Start of Block

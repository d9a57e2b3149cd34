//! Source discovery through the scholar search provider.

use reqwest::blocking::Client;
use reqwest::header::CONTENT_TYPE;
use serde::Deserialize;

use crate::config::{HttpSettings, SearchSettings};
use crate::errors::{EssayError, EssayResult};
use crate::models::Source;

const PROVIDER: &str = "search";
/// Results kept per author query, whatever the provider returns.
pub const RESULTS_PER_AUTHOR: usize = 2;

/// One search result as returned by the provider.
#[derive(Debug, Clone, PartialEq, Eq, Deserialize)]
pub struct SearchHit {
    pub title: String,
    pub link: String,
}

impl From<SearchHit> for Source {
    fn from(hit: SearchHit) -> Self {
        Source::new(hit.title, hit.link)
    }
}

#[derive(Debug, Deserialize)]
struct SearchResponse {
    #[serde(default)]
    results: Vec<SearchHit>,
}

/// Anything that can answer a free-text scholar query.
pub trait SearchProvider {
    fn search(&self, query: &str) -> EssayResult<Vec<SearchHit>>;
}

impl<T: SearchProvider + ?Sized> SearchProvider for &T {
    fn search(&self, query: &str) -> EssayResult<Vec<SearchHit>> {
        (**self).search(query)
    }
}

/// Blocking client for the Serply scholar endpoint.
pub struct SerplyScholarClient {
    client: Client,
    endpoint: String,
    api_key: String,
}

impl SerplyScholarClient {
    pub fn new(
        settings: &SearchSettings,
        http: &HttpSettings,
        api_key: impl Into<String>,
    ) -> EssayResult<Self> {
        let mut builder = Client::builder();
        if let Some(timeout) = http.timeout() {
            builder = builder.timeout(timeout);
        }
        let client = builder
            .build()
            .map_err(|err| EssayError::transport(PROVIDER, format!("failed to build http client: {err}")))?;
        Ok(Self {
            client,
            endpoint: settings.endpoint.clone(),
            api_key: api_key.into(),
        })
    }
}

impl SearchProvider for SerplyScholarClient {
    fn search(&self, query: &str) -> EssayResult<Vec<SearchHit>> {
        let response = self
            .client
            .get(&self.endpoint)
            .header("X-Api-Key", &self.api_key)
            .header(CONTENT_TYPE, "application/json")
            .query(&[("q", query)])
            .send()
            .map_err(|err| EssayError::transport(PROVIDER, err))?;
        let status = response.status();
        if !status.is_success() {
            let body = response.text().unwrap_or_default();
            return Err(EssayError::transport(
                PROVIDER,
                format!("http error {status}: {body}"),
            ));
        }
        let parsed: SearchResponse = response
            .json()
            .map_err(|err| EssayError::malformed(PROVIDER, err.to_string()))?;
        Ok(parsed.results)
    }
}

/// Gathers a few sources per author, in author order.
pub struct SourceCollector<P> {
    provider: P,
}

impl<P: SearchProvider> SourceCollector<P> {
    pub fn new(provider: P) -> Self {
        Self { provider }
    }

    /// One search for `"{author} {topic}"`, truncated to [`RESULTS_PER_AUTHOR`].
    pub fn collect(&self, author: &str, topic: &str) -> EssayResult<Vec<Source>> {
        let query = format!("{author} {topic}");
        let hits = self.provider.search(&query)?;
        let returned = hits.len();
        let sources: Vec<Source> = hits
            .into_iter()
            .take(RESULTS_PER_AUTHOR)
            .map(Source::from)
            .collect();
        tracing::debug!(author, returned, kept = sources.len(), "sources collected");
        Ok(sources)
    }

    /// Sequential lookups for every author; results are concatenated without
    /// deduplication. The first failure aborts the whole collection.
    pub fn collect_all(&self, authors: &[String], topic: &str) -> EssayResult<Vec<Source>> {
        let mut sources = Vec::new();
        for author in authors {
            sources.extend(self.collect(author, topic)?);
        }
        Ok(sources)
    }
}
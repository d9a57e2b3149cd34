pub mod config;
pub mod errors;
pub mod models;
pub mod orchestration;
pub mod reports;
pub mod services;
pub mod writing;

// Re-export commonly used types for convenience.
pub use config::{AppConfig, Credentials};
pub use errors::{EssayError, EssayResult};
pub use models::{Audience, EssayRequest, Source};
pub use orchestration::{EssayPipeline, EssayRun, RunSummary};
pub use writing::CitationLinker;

End of Block

* To do *
Return the listing above verbatim.

* Output of the exercise *
repository d9a57e2b3149cd34
//! Source discovery through the scholar search provider.

use reqwest::blocking::Client;
use reqwest::header::CONTENT_TYPE;
use serde::Deserialize;

use crate::config::{HttpSettings, SearchSettings};
use crate::errors::{EssayError, EssayResult};
use crate::models::Source;

const PROVIDER: &str = "search";
/// Results kept per author query, whatever the provider returns.
pub const RESULTS_PER_AUTHOR: usize = 2;

/// One search result as returned by the provider.
#[derive(Debug, Clone, PartialEq, Eq, Deserialize)]
pub struct SearchHit {
    pub title: String,
    pub link: String,
}

impl From<SearchHit> for Source {
    fn from(hit: SearchHit) -> Self {
        Source::new(hit.title, hit.link)
    }
}

#[derive(Debug, Deserialize)]
struct SearchResponse {
    #[serde(default)]
    results: Vec<SearchHit>,
}

/// Anything that can answer a free-text scholar query.
pub trait SearchProvider {
    fn search(&self, query: &str) -> EssayResult<Vec<SearchHit>>;
}

impl<T: SearchProvider + ?Sized> SearchProvider for &T {
    fn search(&self, query: &str) -> EssayResult<Vec<SearchHit>> {
        (**self).search(query)
    }
}

/// Blocking client for the Serply scholar endpoint.
pub struct SerplyScholarClient {
    client: Client,
    endpoint: String,
    api_key: String,
}

impl SerplyScholarClient {
    pub fn new(
        settings: &SearchSettings,
        http: &HttpSettings,
        api_key: impl Into<String>,
    ) -> EssayResult<Self> {
        let mut builder = Client::builder();
        if let Some(timeout) = http.timeout() {
            builder = builder.timeout(timeout);
        }
        let client = builder
            .build()
            .map_err(|err| EssayError::transport(PROVIDER, format!("failed to build http client: {err}")))?;
        Ok(Self {
            client,
            endpoint: settings.endpoint.clone(),
            api_key: api_key.into(),
        })
    }
}

impl SearchProvider for SerplyScholarClient {
    fn search(&self, query: &str) -> EssayResult<Vec<SearchHit>> {
        let response = self
            .client
            .get(&self.endpoint)
            .header("X-Api-Key", &self.api_key)
            .header(CONTENT_TYPE, "application/json")
            .query(&[("q", query)])
            .send()
            .map_err(|err| EssayError::transport(PROVIDER, err))?;
        let status = response.status();
        if !status.is_success() {
            let body = response.text().unwrap_or_default();
            return Err(EssayError::transport(
                PROVIDER,
                format!("http error {status}: {body}"),
            ));
        }
        let parsed: SearchResponse = response
            .json()
            .map_err(|err| EssayError::malformed(PROVIDER, err.to_string()))?;
        Ok(parsed.results)
    }
}

/// Gathers a few sources per author, in author order.
pub struct SourceCollector<P> {
    provider: P,
}

impl<P: SearchProvider> SourceCollector<P> {
    pub fn new(provider: P) -> Self {
        Self { provider }
    }

    /// One search for `"{author} {topic}"`, truncated to [`RESULTS_PER_AUTHOR`].
    pub fn collect(&self, author: &str, topic: &str) -> EssayResult<Vec<Source>> {
        let query = format!("{author} {topic}");
        let hits = self.provider.search(&query)?;
        let returned = hits.len();
        let sources: Vec<Source> = hits
            .into_iter()
            .take(RESULTS_PER_AUTHOR)
            .map(Source::from)
            .collect();
        tracing::debug!(author, returned, kept = sources.len(), "sources collected");
        Ok(sources)
    }

    /// Sequential lookups for every author; results are concatenated without
    /// deduplication. The first failure aborts the whole collection.
    pub fn collect_all(&self, authors: &[String], topic: &str) -> EssayResult<Vec<Source>> {
        let mut sources = Vec::new();
        for author in authors {
            sources.extend(self.collect(author, topic)?);
        }
        Ok(sources)
    }
}
repository d9a57e2b3149cd34
pub mod config;
pub mod errors;
pub mod models;
pub mod orchestration;
pub mod reports;
pub mod services;
pub mod writing;

// Re-export commonly used types for convenience.
pub use config::{AppConfig, Credentials};
pub use errors::{EssayError, EssayResult};
pub use models::{Audience, EssayRequest, Source};
pub use orchestration::{EssayPipeline, EssayRun, RunSummary};
pub use writing::CitationLinker;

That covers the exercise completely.